If minimum value of term free from `x` for `(x/(sintheta) + 1/(xcostheta))^(16)` is `L_1` in `[pi/8,pi/4]` and `L_2` in `[pi/16,pi/8]`, then `L_2/L_1`

To solve the problem, we need to find the ratio \( \frac{L_2}{L_1} \) where \( L_1 \) and \( L_2 \) are the minimum values of the term free from \( x \) in the expression \( \left( \frac{x}{\sin \theta} + \frac{1}{x \cos \theta} \right)^{16} \) evaluated over specified intervals. ### Step-by-Step Solution 1. **Identify the General Term**: The general term in the binomial expansion of \( \left( \frac{x}{\sin \theta} + \frac{1}{x \cos \theta} \right)^{16} \) is given by: \[ T_r = \binom{16}{r} \left( \frac{x}{\sin \theta} \right)^{16-r} \left( \frac{1}{x \cos \theta} \right)^r \] Simplifying this, we have: \[ T_r = \binom{16}{r} \frac{x^{16-r}}{\sin^{16-r} \theta} \cdot \frac{1}{x^r \cos^r \theta} = \binom{16}{r} \frac{x^{16-2r}}{\sin^{16-r} \theta \cos^r \theta} \] 2. **Finding the Term Free from \( x \)**: For the term to be free from \( x \), the exponent of \( x \) must be zero: \[ 16 - 2r = 0 \implies r = 8 \] Thus, the term free from \( x \) is: \[ T_8 = \binom{16}{8} \frac{1}{\sin^8 \theta \cos^8 \theta} \] 3. **Simplifying the Expression**: We can rewrite \( T_8 \) as: \[ T_8 = \binom{16}{8} \frac{1}{(\sin \theta \cos \theta)^8} = \binom{16}{8} \frac{2^8}{\sin(2\theta)^8} \] This is because \( \sin(2\theta) = 2 \sin \theta \cos \theta \). 4. **Calculating \( L_1 \)**: We need to evaluate \( L_1 \) in the interval \( \left[\frac{\pi}{8}, \frac{\pi}{4}\right] \).

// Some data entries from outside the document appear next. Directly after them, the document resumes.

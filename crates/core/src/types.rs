/// Question and section ids are opaque strings assigned by the
/// collaborator backend (UUIDs in practice, never parsed locally).
pub type QuestionId = String;

/// All timestamps are UTC.
pub type Timestamp = chrono::DateTime<chrono::Utc>;

/// Snapshot timestamps are stored as milliseconds since the Unix epoch so
/// the serialized form stays a plain JSON number.
pub type EpochMillis = i64;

Since \( \sin(2\theta) \) is increasing in this interval, we take the upper limit \( \theta = \frac{\pi}{4} \): \[ L_1 = \binom{16}{8} \frac{2^8}{\sin(2 \cdot \frac{\pi}{4})^8} = \binom{16}{8} \frac{2^8}{1^8} = \binom{16}{8} \cdot 2^8 \] 5. **Calculating \( L_2 \)**: Now, we evaluate \( L_2 \) in the interval \( \left[\frac{\pi}{16}, \frac{\pi}{8}\right] \). Again, since \( \sin(2\theta) \) is increasing, we take the upper limit \( \theta = \frac{\pi}{8} \): \[ L_2 = \binom{16}{8} \frac{2^8}{\sin(2 \cdot \frac{\pi}{8})^8} = \binom{16}{8} \frac{2^8}{\left(\frac{1}{\sqrt{2}}\right)^8} = \binom{16}{8} \cdot 2^8 \cdot 2^4 = \binom{16}{8} \cdot 2^{12} \] 6. **Finding the Ratio \( \frac{L_2}{L_1} \)**: Now we can find the ratio: \[ \frac{L_2}{L_1} = \frac{\binom{16}{8} \cdot 2^{12}}{\binom{16}{8} \cdot 2^8} = \frac{2^{12}}{2^8} = 2^{4} = 16 \] ### Final Answer Thus, the value of \( \frac{L_2}{L_1} \) is \( 16 \).